What a person sings is an expression of who they are. Luckily for me, the songs we remember are the sad and romantic ones France discovered it on the evening of Sunday 28 October 1962, while awaiting the results of the referendum for the election of the President of the Republic. During a musical interval, a thin and shy creature appears on the screens, singing in a faint voice. The song becomes an international success. The media goes crazy for her, Paris Match he gave her the cover at the beginning of 1963 and consecrated her as a new musical idol. Madame Hardy (it’s not natural to call her Françoise) never tolerated that song because it was “very badly done”. Many years later you will discover Carla Bruni and Laurent Vaulzy’s version on Youtube. The arrangement of the latter was exactly what she would have wanted in 1962: with prominent electric guitar punctuations, Apache of the Shadows. And instead they had given her bland guitars, not at all resonating, “horrible”.

Another photo. London, April 1968. Françoise Hardy strides like an alien mannequin along the Embankment gardens, she wears a metallic jumpsuit by Paco Rabanne closed by a long zip on the front of her. Next to her, an elderly man in a pinstripe suit is dozing, slumped on a bench, stunned by the warm midday sun. The future and the past of humanity, generations that touch each other without locking eyes. She was a global star at the time, starring in films, fashion shoots, touring every corner of the world. She and she was already tired. 1969, the year of Comment te say adieu, directed by Serge Gainsbourg, is also the year of his first retirement from the stage: only TV and playback. Another withdrawal comes in 1988, when he announces that Décalages it will be the last album. In reality his last recording work will be Personne d’autre of 2018.

A CAREER so long and dense, which has embraced extramusical interests such as graphology and astrology, it is impossible to summarize. We won’t even focus on her centrist political positions, in favor of abortion but against feminism. The only cause she identified with was ecology. She leaves a France dangerously poised on the edge of the far right.

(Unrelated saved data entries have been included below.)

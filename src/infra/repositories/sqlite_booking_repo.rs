use crate::domain::{
    models::booking::{Booking, BookingSource, BookingStatus},
    ports::BookingRepository,
};
use crate::error::AppError;
use async_trait::async_trait;
use sqlx::{FromRow, Sqlite, SqlitePool};

pub struct SqliteBookingRepo {
    pool: SqlitePool,
}

impl SqliteBookingRepo {
    pub fn new(pool: SqlitePool) -> Self {
        Self { pool }
    }
}

/// Raw row shape: nested structures live in TEXT columns as JSON.
#[derive(FromRow)]
struct BookingRow {
    id: String,
    room_type_id: String,
    room_number: Option<String>,
    guest_name: String,
    source: String,
    status: String,
    timestamp: i64,
    check_in: String,
    check_out: String,
    amount: Option<f64>,
    reservation_id: Option<String>,
    channel_sync: String,
    rejection_reason: Option<String>,
    guest_details: Option<String>,
    number_of_rooms: Option<i32>,
    pax: Option<i32>,
    accessory_guests: String,
    extra_beds: Option<i32>,
    special_requests: Option<String>,
    is_vip: bool,
    is_settled: bool,
    folio: String,
    payments: String,
    invoice_number: Option<String>,
    invoice_date: Option<String>,
}

impl From<BookingRow> for Booking {
    fn from(row: BookingRow) -> Self {
        Booking {
            id: row.id,
            room_type_id: row.room_type_id,
            room_number: row.room_number,
            guest_name: row.guest_name,
            // unrecognized channel strings fold into Direct
            source: BookingSource::parse(&row.source).unwrap_or(BookingSource::Direct),
            status: BookingStatus::parse(&row.status).unwrap_or(BookingStatus::Confirmed),
            timestamp: row.timestamp,
            check_in: row.check_in,
            check_out: row.check_out,
            amount: row.amount,
            reservation_id: row.reservation_id,
            channel_sync: serde_json::from_str(&row.channel_sync).unwrap_or_default(),
            rejection_reason: row.rejection_reason,
            guest_details: row.guest_details.and_then(|s| serde_json::from_str(&s).ok()),
            number_of_rooms: row.number_of_rooms,
            pax: row.pax,
            accessory_guests: serde_json::from_str(&row.accessory_guests).unwrap_or_default(),
            extra_beds: row.extra_beds,
            special_requests: row.special_requests,
            is_vip: row.is_vip,
            is_settled: row.is_settled,
            folio: serde_json::from_str(&row.folio).unwrap_or_default(),
            payments: serde_json::from_str(&row.payments).unwrap_or_default(),
            invoice_number: row.invoice_number,
            invoice_date: row.invoice_date,
        }
    }
}

fn json_text<T: serde::Serialize>(value: &T, fallback: &str) -> String {
    serde_json::to_string(value).unwrap_or_else(|_| fallback.to_string())
}

const INSERT_SQL: &str = "INSERT INTO bookings (id, room_type_id, room_number, guest_name, source, status, timestamp, check_in, check_out, amount, reservation_id, channel_sync, rejection_reason, guest_details, number_of_rooms, pax, accessory_guests, extra_beds, special_requests, is_vip, is_settled, folio, payments, invoice_number, invoice_date)
     VALUES (?, ?, ?, ?, ?, ?, ?, ?, ?, ?, ?, ?, ?, ?, ?, ?, ?, ?, ?, ?, ?, ?, ?, ?, ?)
     RETURNING *";

const UPDATE_SQL: &str = "UPDATE bookings SET room_type_id=?, room_number=?, guest_name=?, source=?, status=?, check_in=?, check_out=?, amount=?, reservation_id=?, channel_sync=?, rejection_reason=?, guest_details=?, number_of_rooms=?, pax=?, accessory_guests=?, extra_beds=?, special_requests=?, is_vip=?, is_settled=?, folio=?, payments=?, invoice_number=?, invoice_date=?
     WHERE id=?
     RETURNING *";

async fn insert_booking<'e, E>(executor: E, booking: &Booking) -> Result<BookingRow, sqlx::Error>
where
    E: sqlx::Executor<'e, Database = Sqlite>,
{
    sqlx::query_as::<_, BookingRow>(INSERT_SQL)
        .bind(&booking.id)
        .bind(&booking.room_type_id)
        .bind(&booking.room_number)
        .bind(&booking.guest_name)
        .bind(booking.source.as_str())
        .bind(booking.status.as_str())
        .bind(booking.timestamp)
        .bind(&booking.check_in)
        .bind(&booking.check_out)
        .bind(booking.amount)
        .bind(&booking.reservation_id)
        .bind(json_text(&booking.channel_sync, "{}"))
        .bind(&booking.rejection_reason)
        .bind(booking.guest_details.as_ref().map(|g| json_text(g, "{}")))
        .bind(booking.number_of_rooms)
        .bind(booking.pax)
        .bind(json_text(&booking.accessory_guests, "[]"))
        .bind(booking.extra_beds)
        .bind(&booking.special_requests)
        .bind(booking.is_vip)
        .bind(booking.is_settled)
        .bind(json_text(&booking.folio, "[]"))
        .bind(json_text(&booking.payments, "[]"))
        .bind(&booking.invoice_number)
        .bind(&booking.invoice_date)
        .fetch_one(executor)
        .await
}

async fn update_booking<'e, E>(executor: E, booking: &Booking) -> Result<BookingRow, sqlx::Error>
where
    E: sqlx::Executor<'e, Database = Sqlite>,
{
    sqlx::query_as::<_, BookingRow>(UPDATE_SQL)
        .bind(&booking.room_type_id)
        .bind(&booking.room_number)
        .bind(&booking.guest_name)
        .bind(booking.source.as_str())
        .bind(booking.status.as_str())
        .bind(&booking.check_in)
        .bind(&booking.check_out)
        .bind(booking.amount)
        .bind(&booking.reservation_id)
        .bind(json_text(&booking.channel_sync, "{}"))
        .bind(&booking.rejection_reason)
        .bind(booking.guest_details.as_ref().map(|g| json_text(g, "{}")))
        .bind(booking.number_of_rooms)
        .bind(booking.pax)
        .bind(json_text(&booking.accessory_guests, "[]"))
        .bind(booking.extra_beds)
        .bind(&booking.special_requests)
        .bind(booking.is_vip)
        .bind(booking.is_settled)
        .bind(json_text(&booking.folio, "[]"))
        .bind(json_text(&booking.payments, "[]"))
        .bind(&booking.invoice_number)
        .bind(&booking.invoice_date)
        .bind(&booking.id)
        .fetch_one(executor)
        .await
}

#[async_trait]
impl BookingRepository for SqliteBookingRepo {
    async fn create(&self, booking: &Booking) -> Result<Booking, AppError> {
        let row = insert_booking(&self.pool, booking).await.map_err(AppError::Database)?;
        Ok(row.into())
    }

    async fn create_many(&self, bookings: &[Booking]) -> Result<Vec<Booking>, AppError> {
        let mut tx = self.pool.begin().await.map_err(AppError::Database)?;
        let mut created = Vec::with_capacity(bookings.len());
        for booking in bookings {
            let row = insert_booking(&mut *tx, booking).await.map_err(AppError::Database)?;
            created.push(row.into());
        }
        tx.commit().await.map_err(AppError::Database)?;
        Ok(created)
    }

    async fn find_by_id(&self, id: &str) -> Result<Option<Booking>, AppError> {
        let row = sqlx::query_as::<_, BookingRow>("SELECT * FROM bookings WHERE id = ?")
            .bind(id)
            .fetch_optional(&self.pool)
            .await
            .map_err(AppError::Database)?;
        Ok(row.map(Into::into))
    }

    async fn list(&self) -> Result<Vec<Booking>, AppError> {
        let rows = sqlx::query_as::<_, BookingRow>("SELECT * FROM bookings ORDER BY timestamp DESC")
            .fetch_all(&self.pool)
            .await
            .map_err(AppError::Database)?;
        Ok(rows.into_iter().map(Into::into).collect())
    }

    async fn list_active_by_room(&self, room_number: &str) -> Result<Vec<Booking>, AppError> {
        let rows = sqlx::query_as::<_, BookingRow>(
            "SELECT * FROM bookings WHERE room_number = ? AND status IN ('Confirmed', 'CheckedIn')",
        )
        .bind(room_number)
        .fetch_all(&self.pool)
        .await
        .map_err(AppError::Database)?;
        Ok(rows.into_iter().map(Into::into).collect())
    }

    async fn list_by_room_type(&self, room_type_id: &str) -> Result<Vec<Booking>, AppError> {
        let rows = sqlx::query_as::<_, BookingRow>("SELECT * FROM bookings WHERE room_type_id = ?")
            .bind(room_type_id)
            .fetch_all(&self.pool)
            .await
            .map_err(AppError::Database)?;
        Ok(rows.into_iter().map(Into::into).collect())
    }

    async fn update(&self, booking: &Booking) -> Result<Booking, AppError> {
        let row = update_booking(&self.pool, booking).await.map_err(AppError::Database)?;
        Ok(row.into())
    }

    async fn settle(&self, booking: &Booking) -> Result<Booking, AppError> {
        let mut tx = self.pool.begin().await.map_err(AppError::Database)?;
        let row = update_booking(&mut *tx, booking).await.map_err(AppError::Database)?;
        sqlx::query("UPDATE property_settings SET invoice_seq = invoice_seq + 1 WHERE id = 'default'")
            .execute(&mut *tx)
            .await
            .map_err(AppError::Database)?;
        tx.commit().await.map_err(AppError::Database)?;
        Ok(row.into())
    }

    async fn delete(&self, id: &str) -> Result<(), AppError> {
        let result = sqlx::query("DELETE FROM bookings WHERE id = ?")
            .bind(id)
            .execute(&self.pool)
            .await
            .map_err(AppError::Database)?;
        if result.rows_affected() == 0 {
            return Err(AppError::NotFound("Booking not found".into()));
        }
        Ok(())
    }
}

Another snapshot, then. A little girl putting a 45 on the turntable. She is The times of love. The perfect song to evoke the nostalgia of childhood and pre-adolescence, Hardy’s voice makes the colors and atmospheres of Wes Anderson resonate. In 2012 Moonrise Kingdom it puts it back into circulation among the new generations, just as Anderson had used years before, in the Tenenbaums Fly by Nick Drake, contributing to his rediscovery. The last slide is an imaginary shot, a collaboration that never happened. The photo shows them together in the studio, smiling. Two diaphanous and shy creatures, two ethereal voices for a melancholic duet rediscovered after decades in a dusty archive, on a forgotten reel, but punctually rediscovered by Light in the Attic. Today, among the many successes, we would listen to precisely that, for a posthumous happy ending, fifty years after Nick’s death, while we say doucement adieu to Françoise.